Dans le foyer des Communes, le leader du gouvernement à la Chambre, Steven MacKinnon, a estimé que ce qu'on venait de voir n'était «pas normal».
«Nous avons un chef de l'opposition qui, révisons: dans la dernière semaine, a proactivement visité des extrémistes blancs, des gens qui ont menacé le viol en gang de journalistes féminins, qui ont menacé la communauté LGBTQ, qui font preuve d'un langage extrême, a soutenu M. MacKinnon. Et hier, le chef de l'opposition, avec un petit clin d'oeil, a menacé de déchirer la Charte des droits et libertés.
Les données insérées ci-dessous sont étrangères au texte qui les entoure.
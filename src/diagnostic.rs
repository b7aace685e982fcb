//! @ai:module:intent Data structures for cargo's machine-readable diagnostics
//! @ai:module:layer domain
//! @ai:module:public_api DiagnosticRecord, Message, Span
//! @ai:module:stateless true
//!
//! Records arrive as untyped JSON. Only the span chosen as primary is held to
//! a schema; everything else is read leniently and unknown shapes are inert.

use serde::Deserialize;
use serde_json::{Map, Value};

/// @ai:intent One decoded line of `--message-format=json` output
#[derive(Debug, Clone, PartialEq)]
pub enum DiagnosticRecord {
    /// A compiler message that may be reportable.
    Message(Message),
    /// Anything else: artifacts, build summaries, non-objects, null messages.
    Inert,
}

/// @ai:intent Compiler message nested inside a record
#[derive(Debug, Clone, Default, PartialEq)]
pub struct Message {
    pub level: Option<String>,
    /// Short title. Cargo names this field `message`.
    pub text: Option<String>,
    pub rendered: Option<String>,
    pub spans: Vec<Value>,
}

/// @ai:intent Source location of the primary span
#[derive(Debug, Clone, Default, Deserialize, PartialEq, Eq)]
pub struct Span {
    pub file_name: String,
    pub line_start: u64,
    pub line_end: u64,
    #[serde(default)]
    pub column_start: Option<u64>,
    #[serde(default)]
    pub column_end: Option<u64>,
}

impl From<Value> for DiagnosticRecord {
    fn from(value: Value) -> Self {
        match value {
            Value::Object(mut record) => match record.remove("message") {
                Some(Value::Object(message)) => Self::Message(Message::from_object(&message)),
                _ => Self::Inert,
            },
            _ => Self::Inert,
        }
    }
}

fn string_field(object: &Map<String, Value>, key: &str) -> Option<String> {
    object.get(key).and_then(Value::as_str).map(str::to_string)
}

impl Message {
    /// @ai:intent Read the message fields the translator needs, ignoring odd shapes
    /// @ai:effects pure
    pub fn from_object(object: &Map<String, Value>) -> Self {
        let spans = match object.get("spans") {
            Some(Value::Array(spans)) => spans.clone(),
            _ => Vec::new(),
        };

        Self {
            level: string_field(object, "level"),
            text: string_field(object, "message"),
            rendered: string_field(object, "rendered"),
            spans,
        }
    }

    /// @ai:intent Find the first span flagged as primary
    /// @ai:effects pure
    pub fn primary_span(&self) -> Option<&Value> {
        self.spans
            .iter()
            .find(|span| span.get("is_primary") == Some(&Value::Bool(true)))
    }
}

impl Span {
    /// @ai:intent Column range, only for single-line spans with both ends known
    /// @ai:effects pure
    pub fn columns(&self) -> Option<(u64, u64)> {
        if self.line_start != self.line_end {
            return None;
        }

        match (self.column_start, self.column_end) {
            (Some(start), Some(end)) => Some((start, end)),
            _ => None,
        }
    }
}
//! @ai:module:intent Decode a captured JSON-lines stream into diagnostic records
//! @ai:module:layer application
//! @ai:module:public_api decode, Decoder, NumberedRecord
//! @ai:module:depends_on diagnostic, error
//! @ai:module:stateless true

use crate::diagnostic::DiagnosticRecord;
use crate::error::{Error, Result};
use serde_json::Value;
use std::slice::Split;

/// @ai:intent A decoded record tagged with its 1-based line in the stream
#[derive(Debug, Clone, PartialEq)]
pub struct NumberedRecord {
    pub line: usize,
    pub record: DiagnosticRecord,
}

/// @ai:intent Lazy single-pass decoder over a captured byte buffer
///
/// Yields one item per non-blank line. Any valid JSON value decodes; a line
/// that is not valid JSON yields `Err(Error::Decode)` and callers are expected
/// to stop there.
pub struct Decoder<'a> {
    lines: Split<'a, u8, fn(&u8) -> bool>,
    line: usize,
}

/// @ai:intent Start decoding a buffer of newline-separated JSON records
/// @ai:effects pure
pub fn decode(input: &[u8]) -> Decoder<'_> {
    Decoder::new(input)
}

fn is_newline(byte: &u8) -> bool {
    *byte == b'\n'
}

// Space, \t, \n, \r, vertical tab and form feed.
fn is_blank(line: &[u8]) -> bool {
    line.iter()
        .all(|byte| matches!(*byte, b' ' | b'\t' | b'\n' | b'\r' | 0x0b | 0x0c))
}

impl<'a> Decoder<'a> {
    pub fn new(input: &'a [u8]) -> Self {
        Self {
            lines: input.split(is_newline as fn(&u8) -> bool),
            line: 0,
        }
    }
}

impl Iterator for Decoder<'_> {
    type Item = Result<NumberedRecord>;

    fn next(&mut self) -> Option<Self::Item> {
        loop {
            let raw = self.lines.next()?;
            self.line += 1;

            if is_blank(raw) {
                continue;
            }

            let line = self.line;
            return Some(
                serde_json::from_slice::<Value>(raw)
                    .map(|value| NumberedRecord {
                        line,
                        record: value.into(),
                    })
                    .map_err(|source| Error::Decode { line, source }),
            );
        }
    }
}
//! @ai:module:intent Drive one run: obtain the diagnostic stream, translate, report
//! @ai:module:layer application
//! @ai:module:public_api run, read_input
//! @ai:module:depends_on command, config, decoder, translator, error

use crate::command::CargoCommand;
use crate::config::Config;
use crate::decoder::decode;
use crate::error::{Error, Result};
use crate::translator::{translate, Summary};
use std::io::{Read, Write};
use std::path::Path;

/// @ai:intent Run cargo (or read a captured stream) and write annotations to `out`
/// @ai:effects io
pub fn run<W: Write>(config: &Config, out: &mut W) -> Result<Summary> {
    let (stdout, status) = match &config.input {
        Some(path) => (read_input(path)?, None),
        None => {
            let captured = CargoCommand::from_config(config)?.run()?;
            (captured.stdout, Some(captured.status))
        }
    };

    let summary = translate(decode(&stdout), config.with_annotation, out)?;
    out.flush()?;

    tracing::info!("{} diagnostic(s) reported", summary.reported);

    if let Some(status) = status.filter(|s| !s.success()) {
        if !summary.found_any() {
            tracing::warn!(
                "{} failed ({}) without reporting any diagnostics",
                config.program,
                status
            );
        }
    }

    Ok(summary)
}

/// @ai:intent Load a captured JSON stream from a file, or stdin for `-`
/// @ai:effects fs:read
pub fn read_input(path: &Path) -> Result<Vec<u8>> {
    let mut buffer = Vec::new();

    if path == Path::new("-") {
        std::io::stdin()
            .lock()
            .read_to_end(&mut buffer)
            .map_err(|source| Error::ReadInput {
                path: path.to_path_buf(),
                source,
            })?;
        return Ok(buffer);
    }

    std::fs::read(path).map_err(|source| Error::ReadInput {
        path: path.to_path_buf(),
        source,
    })
}
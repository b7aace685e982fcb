//! @ai:module:intent Define error types for cargo-annotation
//! @ai:module:layer domain
//! @ai:module:public_api Error, Result
//! @ai:module:stateless true

use std::path::PathBuf;
use thiserror::Error;

/// @ai:intent Unified error type for every fatal condition of a run
///
/// Records that are merely discarded (no message, no primary span) never
/// surface here.
#[derive(Error, Debug)]
pub enum Error {
    #[error("IO error: {0}")]
    Io(#[from] std::io::Error),

    #[error("Failed to read diagnostics from {path}: {source}")]
    ReadInput {
        path: PathBuf,
        #[source]
        source: std::io::Error,
    },

    #[error("Failed to run `{program}`: {source}")]
    Spawn {
        program: String,
        #[source]
        source: std::io::Error,
    },

    #[error("Invalid cargo command: {0}")]
    InvalidCommand(#[from] shell_words::ParseError),

    #[error("Malformed diagnostic on line {line}: {source}")]
    Decode {
        line: usize,
        #[source]
        source: serde_json::Error,
    },

    #[error("Invalid primary span in diagnostic on line {line}: {source}")]
    InvalidPrimarySpan {
        line: usize,
        #[source]
        source: serde_json::Error,
    },
}

pub type Result<T> = std::result::Result<T, Error>;
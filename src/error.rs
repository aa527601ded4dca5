//! Error taxonomy for the connection worker.
//!
//! Each variant maps to exactly one client-facing status line (see
//! [`WorkerError::status_line`]); cache-internal failures never appear
//! here because the cache engine absorbs them silently (oversize
//! rejection, best-effort capture) rather than surfacing them to a
//! worker.

use thiserror::Error;

/// A failure in the per-connection forwarding pipeline.
#[derive(Debug, Error)]
pub enum WorkerError {
    /// The request line or headers did not parse.
    #[error("malformed request: {0}")]
    MalformedRequest(#[from] crate::request::ParseError),

    /// The request carried no usable host, so no upstream address could
    /// be derived.
    #[error("request is missing a host")]
    MissingHost,

    /// DNS resolution or the TCP handshake to the origin failed.
    #[error("could not resolve or connect to upstream: {0}")]
    UpstreamUnreachable(#[source] std::io::Error),
}

impl WorkerError {
    /// The HTTP status line this error is reported to the client as.
    pub fn status_line(&self) -> (u16, &'static str) {
        match self {
            WorkerError::MalformedRequest(_) => (400, "Bad Request"),
            WorkerError::MissingHost => (400, "Bad Request"),
            WorkerError::UpstreamUnreachable(_) => (502, "Bad Gateway"),
        }
    }
}
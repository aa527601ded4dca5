//! Thread-safe, bounded, in-memory LRU cache for proxied HTTP responses.
//!
//! The cache couples a [`HashMap`] index with a doubly linked [`List`] of
//! [`CacheEntry`] values under a single [`parking_lot::RwLock`]. The two
//! structures are kept in lockstep: a key is resident if and only if it
//! has both an index entry and a list node, and `current_size` always
//! equals the sum of resident entry sizes.
//!
//! # Locking discipline
//!
//! `put` takes the write lock for its whole duration. `get` takes the
//! read lock first; on a hit it must release the read lock and
//! re-acquire the write lock to promote the entry to MRU, since
//! `parking_lot::RwLock` has no atomic read-to-write upgrade. Between
//! the release and the re-acquire, a concurrent `put`/`get` may evict
//! the entry — `get` re-validates under the write lock and reports a
//! miss if so. This is correct: the entry really was gone by the time
//! the promotion would have happened.
//!
//! # Examples
//!
//! ```
//! use cache_proxy::cache::{Cache, CacheConfig};
//!
//! let cache = Cache::new(CacheConfig::new(1024, 512));
//! cache.put("http://example.com:80/".to_string(), b"hello".to_vec());
//! assert_eq!(cache.get("http://example.com:80/"), Some(b"hello".to_vec()));
//! ```

mod config;
mod entry;
mod list;
mod metrics;

pub use config::CacheConfig;
pub use metrics::CacheStats;

use entry::CacheEntry;
use list::{List, NodeHandle};
use metrics::CacheMetrics;

use std::collections::HashMap;

use parking_lot::RwLock;

struct Inner {
    index: HashMap<String, NodeHandle<CacheEntry>>,
    order: List<CacheEntry>,
    current_size: u64,
}

impl Inner {
    fn new() -> Self {
        Inner {
            index: HashMap::new(),
            order: List::new(),
            current_size: 0,
        }
    }

    /// Evicts from the tail until `current_size + additional` fits within
    /// `max_total_size`, or until nothing is left to evict.
    fn evict_to_fit(&mut self, additional: u64, max_total_size: u64, metrics: &CacheMetrics) {
        while self.current_size + additional > max_total_size {
            let Some(evicted) = self.order.pop_back() else {
                break;
            };
            self.index.remove(&evicted.key);
            self.current_size = self.current_size.saturating_sub(evicted.size);
            metrics.record_eviction();
            tracing::debug!(key = %evicted.key, size = evicted.size, "cache evict");
        }
    }
}

/// A thread-safe, bounded LRU cache keyed by cache-key strings.
///
/// Cloning a [`Cache`] is not supported directly — share it across
/// workers behind an `Arc`, as the connection pipeline does.
pub struct Cache {
    inner: RwLock<Inner>,
    config: CacheConfig,
    metrics: CacheMetrics,
}

impl Cache {
    /// Constructs an empty cache with the given limits. Analogous to the
    /// spec's `cache_init`; construction cannot fail in this
    /// reimplementation since there is no separate lock object to
    /// initialize.
    pub fn new(config: CacheConfig) -> Self {
        Cache {
            inner: RwLock::new(Inner::new()),
            config,
            metrics: CacheMetrics::default(),
        }
    }

    /// Looks up `key`, promoting it to most-recently-used on a hit.
    ///
    /// Returns a fresh copy of the payload; the caller owns it
    /// independently of whatever happens to the cache afterward.
    pub fn get(&self, key: &str) -> Option<Vec<u8>> {
        {
            let guard = self.inner.read();
            if !guard.index.contains_key(key) {
                self.metrics.record_miss();
                return None;
            }
        }

        let mut guard = self.inner.write();
        match guard.index.get(key).copied() {
            Some(handle) => {
                // SAFETY: handle came from `guard.index` under this same lock
                // and has not been invalidated since (we're still holding it).
                let payload = unsafe {
                    guard.order.move_to_front(handle);
                    guard.order.get_mut(handle).payload.clone()
                };
                self.metrics.record_hit();
                Some(payload)
            }
            None => {
                // Evicted between the read-lock lookup and the write-lock
                // re-validation. Correct outcome: report a miss.
                self.metrics.record_miss();
                None
            }
        }
    }

    /// Admits `data` under `key`, subject to the per-entry and aggregate
    /// size budgets. A silent no-op if `data` exceeds `max_element_size`.
    pub fn put(&self, key: String, data: Vec<u8>) {
        let size = data.len() as u64;
        if size > self.config.max_element_size() {
            self.metrics.record_rejected_oversize();
            tracing::debug!(%key, size, "cache put rejected: exceeds max element size");
            return;
        }

        let mut guard = self.inner.write();

        if let Some(&handle) = guard.index.get(&key) {
            // SAFETY: handle came from `guard.index` under this same lock.
            let old_size = unsafe {
                guard.order.move_to_front(handle);
                let entry = guard.order.get_mut(handle);
                let old_size = entry.size;
                entry.payload = data;
                entry.size = size;
                old_size
            };
            guard.current_size = guard.current_size - old_size + size;
            guard.evict_to_fit(0, self.config.max_total_size(), &self.metrics);
            self.metrics.record_admission();
            tracing::debug!(%key, size, "cache admit (replace)");
            return;
        }

        if size > self.config.max_total_size() {
            // Can never fit regardless of eviction; leave state untouched.
            tracing::warn!(%key, size, "cache put abandoned: exceeds total budget");
            return;
        }

        guard.evict_to_fit(size, self.config.max_total_size(), &self.metrics);
        let handle = guard.order.push_front(CacheEntry::new(key.clone(), data));
        guard.index.insert(key.clone(), handle);
        guard.current_size += size;
        self.metrics.record_admission();
        tracing::debug!(%key, size, "cache admit (new)");
    }

    /// Drains all resident entries. The cache remains usable afterward;
    /// this is the explicit-drain analogue of the spec's `cache_destroy`,
    /// scoped so tests can reset a shared cache between scenarios.
    pub fn clear(&self) {
        let mut guard = self.inner.write();
        guard.index.clear();
        guard.order.clear();
        guard.current_size = 0;
    }

    /// Returns the total size in bytes of all entries currently stored in the cache.
    pub fn current_size(&self) -> u64 {
        self.inner.read().current_size
    }

    /// Returns the number of entries currently stored in the cache.
    pub fn len(&self) -> usize {
        self.inner.read().index.len()
    }

    /// Returns `true` if the cache contains no entries.
    pub fn is_empty(&self) -> bool {
        self.len() == 0
    }

    /// Returns the configuration the cache was constructed with.
    pub fn config(&self) -> CacheConfig {
        self.config
    }

    /// Snapshot of hit/miss/eviction counters. Observability only — see
    /// module docs on why these carry no correctness obligation.
    pub fn stats(&self) -> CacheStats {
        self.metrics.snapshot()
    }
}

impl std::fmt::Debug for Cache {
    fn fmt(&self, f: &mut std::fmt::Formatter<'_>) -> std::fmt::Result {
        f.debug_struct("Cache")
            .field("config", &self.config)
            .field("current_size", &self.current_size())
            .field("len", &self.len())
            .finish()
    }
}

// SAFETY: Cache's only interior state is an `RwLock<Inner>`; all access to
// the raw-pointer-based `List` inside `Inner` happens through the lock.
unsafe impl Sync for Cache {}

#[cfg(test)]
mod tests {
    use super::*;

    fn small_cache(max_total: u64, max_element: u64) -> Cache {
        Cache::new(CacheConfig::new(max_total, max_element))
    }

    #[test]
    fn cache_hit_returns_admitted_payload_and_promotes_to_mru() {
        let cache = small_cache(1024, 1024);
        cache.put("http://a:80/x".to_string(), b"hello".to_vec());
        assert_eq!(cache.get("http://a:80/x"), Some(b"hello".to_vec()));
    }

    #[test]
    fn miss_on_absent_key() {
        let cache = small_cache(1024, 1024);
        assert_eq!(cache.get("http://nope:80/"), None);
    }

    #[test]
    fn eviction_removes_least_recently_used() {
        let cache = small_cache(10, 10);
        cache.put("k1".to_string(), vec![0u8; 6]);
        cache.put("k2".to_string(), vec![0u8; 5]);
        // k1 (6B) + k2 (5B) = 11B > 10B budget: k1 is evicted.
        assert_eq!(cache.get("k1"), None);
        assert_eq!(cache.get("k2").map(|v| v.len()), Some(5));
    }

    #[test]
    fn access_promotes_entry_ahead_of_fresh_insert() {
        let cache = small_cache(10, 10);
        cache.put("a".to_string(), vec![0u8; 4]);
        cache.put("b".to_string(), vec![0u8; 4]);
        cache.put("c".to_string(), vec![0u8; 4]); // evicts a (4+4+4=12 > 10)
        assert_eq!(cache.get("a"), None);
        assert!(cache.get("b").is_some()); // promotes b to MRU
        cache.put("d".to_string(), vec![0u8; 4]); // evicts c (b was promoted)
        assert_eq!(cache.get("c"), None);
        assert!(cache.get("b").is_some());
        assert!(cache.get("d").is_some());
    }

    #[test]
    fn oversize_put_is_rejected_without_mutating_state() {
        let cache = small_cache(1000, 100);
        cache.put("big".to_string(), vec![0u8; 101]);
        assert_eq!(cache.get("big"), None);
        assert_eq!(cache.current_size(), 0);
        assert_eq!(cache.stats().rejected_oversize, 1);
    }

    #[test]
    fn put_twice_replaces_payload_and_promotes() {
        let cache = small_cache(1024, 1024);
        cache.put("k".to_string(), b"first".to_vec());
        cache.put("k".to_string(), b"second!".to_vec());
        assert_eq!(cache.get("k"), Some(b"second!".to_vec()));
        assert_eq!(cache.len(), 1);
    }

    #[test]
    fn filling_to_exact_budget_then_inserting_evicts_tail() {
        let cache = small_cache(10, 10);
        cache.put("a".to_string(), vec![0u8; 10]);
        assert_eq!(cache.current_size(), 10);
        cache.put("b".to_string(), vec![0u8; 1]);
        assert_eq!(cache.get("a"), None);
        assert_eq!(cache.current_size(), 1);
    }

    #[test]
    fn entry_at_exact_total_budget_evicts_everything_else() {
        let cache = small_cache(10, 10);
        cache.put("a".to_string(), vec![0u8; 3]);
        cache.put("b".to_string(), vec![0u8; 3]);
        cache.put("c".to_string(), vec![0u8; 10]);
        assert_eq!(cache.get("a"), None);
        assert_eq!(cache.get("b"), None);
        assert_eq!(cache.current_size(), 10);
    }

    #[test]
    fn current_size_never_exceeds_budget_across_many_puts() {
        let cache = small_cache(100, 20);
        for i in 0..50 {
            cache.put(format!("k{i}"), vec![0u8; 7]);
            assert!(cache.current_size() <= 100);
        }
    }

    #[test]
    fn clear_drains_all_entries() {
        let cache = small_cache(1024, 1024);
        cache.put("a".to_string(), vec![1, 2, 3]);
        cache.put("b".to_string(), vec![4, 5, 6]);
        cache.clear();
        assert!(cache.is_empty());
        assert_eq!(cache.current_size(), 0);
        assert_eq!(cache.get("a"), None);
    }
}
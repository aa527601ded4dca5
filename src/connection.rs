//! Per-connection forwarding pipeline: read, parse, cache lookup,
//! upstream forward, relay, and best-effort cache admission.
//!
//! One [`serve`] call handles one accepted client socket start to
//! finish, on its own thread. The only state shared with other
//! connections is the [`Cache`] handle.

use std::io::{Read, Write};
use std::net::TcpStream;
use std::sync::Arc;
use std::time::Instant;

use crate::cache::Cache;
use crate::error::WorkerError;
use crate::request::ParsedRequest;

/// Single-`recv` read limit. The worker does not loop to assemble a
/// request spanning multiple TCP segments — an explicit, documented
/// simplification inherited from the reference design.
pub const MAX_REQUEST_SIZE: usize = 8192;

/// Handles one client connection from accept to close.
///
/// `cache` is `None` when the proxy was started with caching disabled;
/// in that case lookup and admission are skipped entirely and every
/// request is forwarded.
pub fn serve(mut client: TcpStream, cache: Option<Arc<Cache>>) {
    let peer = client
        .peer_addr()
        .map(|a| a.to_string())
        .unwrap_or_else(|_| "unknown".to_string());
    let started = Instant::now();

    let mut buf = [0u8; MAX_REQUEST_SIZE];
    let n = match client.read(&mut buf) {
        Ok(0) | Err(_) => return,
        Ok(n) => n,
    };

    let req = match ParsedRequest::parse(&buf[..n]) {
        Ok(req) => req,
        Err(e) => {
            tracing::warn!(%peer, error = %e, "failed to parse request");
            respond_error(&mut client, WorkerError::MalformedRequest(e));
            return;
        }
    };

    if req.host.is_empty() {
        tracing::warn!(%peer, "request missing host");
        respond_error(&mut client, WorkerError::MissingHost);
        return;
    }

    let key = req.cache_key();
    tracing::info!(%peer, url = %key, "received request");

    if let Some(cache) = &cache {
        if let Some(payload) = cache.get(&key) {
            tracing::info!(%peer, url = %key, "cache hit");
            let _ = client.write_all(&payload);
            tracing::debug!(%peer, elapsed = ?started.elapsed(), "connection served from cache");
            return;
        }
        tracing::debug!(%peer, url = %key, "cache miss");
    }

    if let Err(e) = forward(&mut client, req, &key, cache.as_deref()) {
        tracing::warn!(%peer, error = %e, "forwarding failed");
        respond_error(&mut client, e);
    }

    tracing::debug!(%peer, elapsed = ?started.elapsed(), "connection complete");
}

/// Connects to the origin, rewrites and forwards the request, and
/// relays the response back to the client, capturing it for the cache
/// along the way.
fn forward(
    client: &mut TcpStream,
    mut req: ParsedRequest,
    key: &str,
    cache: Option<&Cache>,
) -> Result<(), WorkerError> {
    let origin_addr = format!("{}:{}", req.host, req.port);
    let mut origin = TcpStream::connect(&origin_addr).map_err(WorkerError::UpstreamUnreachable)?;

    req.set("Host", &req.host.clone());
    req.set("Connection", "close");
    req.version = "HTTP/1.0".to_string();

    let outgoing = req.serialize();
    if origin.write_all(&outgoing).is_err() {
        // The origin connection itself is gone; nothing useful to relay.
        return Ok(());
    }

    relay(client, &mut origin, key, cache);
    Ok(())
}

/// Streams the origin's response to the client, optionally capturing
/// it for cache admission.
///
/// Capture uses a plain growable `Vec<u8>`, whose amortized-doubling
/// growth strategy is exactly the capture-buffer contract this worker
/// needs. An upstream read error discards whatever was captured (a
/// partial response would poison the cache under this key); a client
/// write error still admits what was captured, since the response
/// itself completed successfully from the origin's point of view.
fn relay(client: &mut TcpStream, origin: &mut TcpStream, key: &str, cache: Option<&Cache>) {
    let mut capture = cache.map(|_| Vec::new());
    let mut discard = false;
    let mut chunk = [0u8; MAX_REQUEST_SIZE];

    loop {
        match origin.read(&mut chunk) {
            Ok(0) => break,
            Ok(n) => {
                if client.write_all(&chunk[..n]).is_err() {
                    tracing::warn!(url = %key, "client send error, stopping relay");
                    break;
                }
                if let Some(buf) = capture.as_mut() {
                    buf.extend_from_slice(&chunk[..n]);
                }
            }
            Err(e) => {
                tracing::warn!(url = %key, error = %e, "upstream recv error");
                discard = true;
                break;
            }
        }
    }

    if discard {
        capture = None;
    }

    if let (Some(cache), Some(buf)) = (cache, capture) {
        if !buf.is_empty() {
            cache.put(key.to_string(), buf);
        }
    }
}

/// Writes a minimal status-line-only error response, best effort.
fn respond_error(stream: &mut TcpStream, error: WorkerError) {
    let (status, reason) = error.status_line();
    let response = format!("HTTP/1.0 {status} {reason}\r\nContent-Length: 0\r\nConnection: close\r\n\r\n");
    let _ = stream.write_all(response.as_bytes());
}
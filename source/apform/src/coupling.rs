// Copyright (c) Microsoft Corporation.
// Licensed under the MIT License.

use std::fmt::{self, Display, Formatter};

use crate::{Error, QubitID};

/// A controlled-Z coupling between two distinct qubits. The pair is
/// unordered; construction canonicalizes so that equality and hashing
/// agree regardless of argument order.
#[must_use]
#[derive(PartialEq, Eq, Clone, Copy, Debug, Hash)]
pub struct CzTerm {
    low: QubitID,
    high: QubitID,
}

impl CzTerm {
    /// # Panics
    /// Panics if `a == b`.
    pub fn new(a: QubitID, b: QubitID) -> Self {
        assert!(a != b, "a cz term couples two distinct qubits");
        CzTerm {
            low: a.min(b),
            high: a.max(b),
        }
    }

    /// Fallible form of [`CzTerm::new`].
    pub fn try_new(a: QubitID, b: QubitID) -> Result<Self, Error> {
        if a == b {
            return Err(Error::RepeatedCzQubit(a));
        }
        Ok(CzTerm {
            low: a.min(b),
            high: a.max(b),
        })
    }

    #[must_use]
    pub fn qubits(self) -> [QubitID; 2] {
        [self.low, self.high]
    }

    #[must_use]
    pub fn touches(self, qubit: QubitID) -> bool {
        self.low == qubit || self.high == qubit
    }

    /// Both coupled bits are set in the basis pattern, so the term
    /// contributes a sign flip there.
    #[must_use]
    pub fn applies_to(self, pattern: usize) -> bool {
        (pattern >> self.low) & 1 == 1 && (pattern >> self.high) & 1 == 1
    }
}

impl Display for CzTerm {
    fn fmt(&self, formatter: &mut Formatter<'_>) -> fmt::Result {
        write!(formatter, "CZ({}, {})", self.low, self.high)
    }
}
«Donc, on ne devrait pas s'étonner qu'il rentre, lui et sa gang, dans la Chambre des communes avec un langage survolté, excédentaire [excessif] et se laisse emporter dans les insultes et quelque chose de jamais vu: décider de se retirer de la Chambre des communes après avoir eu l'avertissement du président que ce n'était pas approprié, leur langage.»
Le leader néo-démocrate à la Chambre, Peter Julian, a lui aussi dénoncé les propos de M. Poilievre. «Ce qui n'est pas normal, c'est de refuser quand le président lui demande simplement de retirer ses propos, a-t-il dit dans le foyer de la Chambre.
«C'est une chose normale qui se passe tous les jours ici au Parlement. Moi, je l'ai fait moi-même: j'ai été obligé de retirer mes propos. Le fait qu'il a refusé à plusieurs reprises, c'est ça qui démontre un manque de respect total pour les Canadiens et les Canadiennes et pour notre système démocratique.
«Ce n'est pas le roi! Être soustrait au même règlement de procédure que tout le monde a dans ce Parlement et pour lui de dire: "Mais moi, je suis au-dessus de la loi", je trouve ça extrêmement inquiétant. Ça nous annonce quoi pour la suite?»